Most of my time is spent in partial shock at the newness of everyday life. Comparing year to year is impossible and month to month still unrecognizable, but matching the changes between this week and last week, day to day are a little more manageable.
I imagine this is how Sarah, Rebecca, and thousands of nomads have felt. Where change is normal, nothing settled, and there is no knowing where I’ll be next week, much less what will be happening. I’m not used to it yet. I have yet to find routine outside of my surroundings.
Out of our first apartment, not yet finding home of our own.
Out of my old self, into this new body sacrificing stage of motherhood.
Out of my old emotions, even.
Our son’s kicks are a constant reminder of the daily changes.
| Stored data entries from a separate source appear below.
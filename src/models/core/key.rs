//! Key models: keys permitted on a chain and requests to permit new ones.

use serde::{Deserialize, Serialize};
use std::fmt;

/// What a key may be used for inside a chain
#[derive(Debug, Clone, Copy, PartialEq, Eq, Hash, Deserialize, Serialize)]
pub enum KeyPurpose {
	Action,
	ChainOperation,
	ClaimSigner,
	Encryption,
	ForceInterlock,
	InterlockSigner,
	KeyManagement,
	Protocol,
}

impl fmt::Display for KeyPurpose {
	fn fmt(&self, f: &mut fmt::Formatter<'_>) -> fmt::Result {
		fmt::Debug::fmt(self, f)
	}
}

/// Strength of generated keys, from `Normal` (2048-bit RSA) upwards
#[derive(Debug, Clone, Copy, Default, PartialEq, Eq, Deserialize, Serialize)]
pub enum KeyStrength {
	#[default]
	Normal,
	Strong,
	ExtraStrong,
	MegaStrong,
	SuperStrong,
	HyperStrong,
	UltraStrong,
}

/// Public-key algorithms the node can generate keys with
#[derive(Debug, Clone, Copy, Default, PartialEq, Eq, Deserialize, Serialize)]
pub enum Algorithms {
	#[default]
	#[serde(rename = "RSA")]
	Rsa,
	#[serde(rename = "DSA")]
	Dsa,
	ElGamal,
	EcDSA,
	EdDSA,
}

/// Actions an application grants to a key
#[derive(Debug, Clone, PartialEq, Eq, Deserialize, Serialize)]
#[serde(rename_all = "camelCase")]
pub struct AppPermissions {
	pub app_id: u64,
	#[serde(default)]
	pub action_ids: Vec<u64>,
}

impl AppPermissions {
	pub fn new(app_id: u64, action_ids: impl IntoIterator<Item = u64>) -> Self {
		Self {
			app_id,
			action_ids: action_ids.into_iter().collect(),
		}
	}
}

impl fmt::Display for AppPermissions {
	fn fmt(&self, f: &mut fmt::Formatter<'_>) -> fmt::Result {
		write!(f, "#{}", self.app_id)?;
		for action in &self.action_ids {
			write!(f, ",{}", action)?;
		}
		Ok(())
	}
}

fn join<T: fmt::Display>(items: &[T]) -> String {
	items
		.iter()
		.map(ToString::to_string)
		.collect::<Vec<_>>()
		.join(", ")
}

/// A key permitted on a chain
#[derive(Debug, Clone, PartialEq, Deserialize, Serialize)]
#[serde(rename_all = "camelCase")]
pub struct KeyModel {
	pub id: String,
	pub name: String,
	#[serde(default)]
	pub public_key: Option<String>,
	#[serde(default)]
	pub description: Option<String>,
	#[serde(default)]
	pub permissions: Vec<AppPermissions>,
	#[serde(default)]
	pub purposes: Vec<KeyPurpose>,
}

impl fmt::Display for KeyModel {
	fn fmt(&self, f: &mut fmt::Formatter<'_>) -> fmt::Result {
		write!(
			f,
			"Key '{}' {} purposes [{}] permissions [{}]",
			self.name,
			self.id,
			join(&self.purposes),
			join(&self.permissions)
		)
	}
}

/// Request to permit a key on a chain
#[derive(Debug, Clone, PartialEq, Serialize)]
#[serde(rename_all = "camelCase")]
pub struct KeyPermitModel {
	pub id: String,
	pub name: String,
	pub public_key: String,
	pub permissions: Vec<AppPermissions>,
	pub purposes: Vec<KeyPurpose>,
}

impl KeyPermitModel {
	/// Permits a key for the given actions of a single app
	pub fn new(
		app: u64,
		actions: impl IntoIterator<Item = u64>,
		id: impl Into<String>,
		name: impl Into<String>,
		public_key: impl Into<String>,
		purposes: impl IntoIterator<Item = KeyPurpose>,
	) -> Self {
		Self {
			id: id.into(),
			name: name.into(),
			public_key: public_key.into(),
			permissions: vec![AppPermissions::new(app, actions)],
			purposes: purposes.into_iter().collect(),
		}
	}

	pub fn validate(&self) -> Result<(), String> {
		if self.id.trim().is_empty() {
			return Err("Key id is required".to_string());
		}
		if self.name.trim().is_empty() {
			return Err("Key name is required".to_string());
		}
		if self.public_key.trim().is_empty() {
			return Err("Key public key is required".to_string());
		}
		if self.purposes.is_empty() {
			return Err(format!("Key '{}' must have at least one purpose", self.name));
		}
		if self.purposes.contains(&KeyPurpose::Action) && self.permissions.is_empty() {
			return Err(format!(
				"Key '{}' has the Action purpose but no app permissions",
				self.name
			));
		}
		Ok(())
	}
}

#[cfg(test)]
mod tests {
	use super::*;
	use serde_json::json;

	fn permit() -> KeyPermitModel {
		KeyPermitModel::new(
			4,
			[1000, 1001],
			"Key!abc",
			"Documenter",
			"PubKey!xyz#RSA",
			[KeyPurpose::Protocol, KeyPurpose::Action],
		)
	}

	#[test]
	fn test_key_permit_serializes_for_node() {
		let value = serde_json::to_value(permit()).unwrap();
		assert_eq!(
			value,
			json!({
				"id": "Key!abc",
				"name": "Documenter",
				"publicKey": "PubKey!xyz#RSA",
				"permissions": [{ "appId": 4, "actionIds": [1000, 1001] }],
				"purposes": ["Protocol", "Action"]
			})
		);
	}

	#[test]
	fn test_key_permit_validation() {
		assert!(permit().validate().is_ok());

		let mut no_purposes = permit();
		no_purposes.purposes.clear();
		assert!(no_purposes.validate().unwrap_err().contains("at least one purpose"));

		let mut no_permissions = permit();
		no_permissions.permissions.clear();
		assert!(no_permissions.validate().unwrap_err().contains("no app permissions"));

		let mut no_key = permit();
		no_key.public_key = " ".to_string();
		assert!(no_key.validate().is_err());
	}

	#[test]
	fn test_key_model_display() {
		let key: KeyModel = serde_json::from_value(json!({
			"id": "Key!abc",
			"name": "Manager",
			"permissions": [{ "appId": 0 }, { "appId": 4, "actionIds": [1000] }],
			"purposes": ["KeyManagement", "Action"]
		}))
		.unwrap();
		assert_eq!(
			key.to_string(),
			"Key 'Manager' Key!abc purposes [KeyManagement, Action] permissions [#0, #4,1000]"
		);
	}

	#[test]
	fn test_algorithm_names_on_the_wire() {
		assert_eq!(serde_json::to_value(Algorithms::Rsa).unwrap(), json!("RSA"));
		assert_eq!(serde_json::to_value(KeyStrength::ExtraStrong).unwrap(), json!("ExtraStrong"));
	}
}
Last week I felt a few, now they are something I can set my clock by. As we come upon the due date for our firstborn, all of the fears and stresses pull at my heart and I’m left once again remembering that God’s plan is so much greater than my own. Even in the most difficult of times, He is already in the next day holding my life together. I am guided gently from one day to the next, no matter the frustration or change.
I read a book title yesterday with its entire message simply etched on the binding:
Do Not Worry About Tomorrow; God is Already There
Emmanuel – God with Us
More than just a Christmas song. Isn’t it funny that we ask the God who is with us to come to us? I am so blind when I think I have to ask Him to come to me, when he is the God who is already there.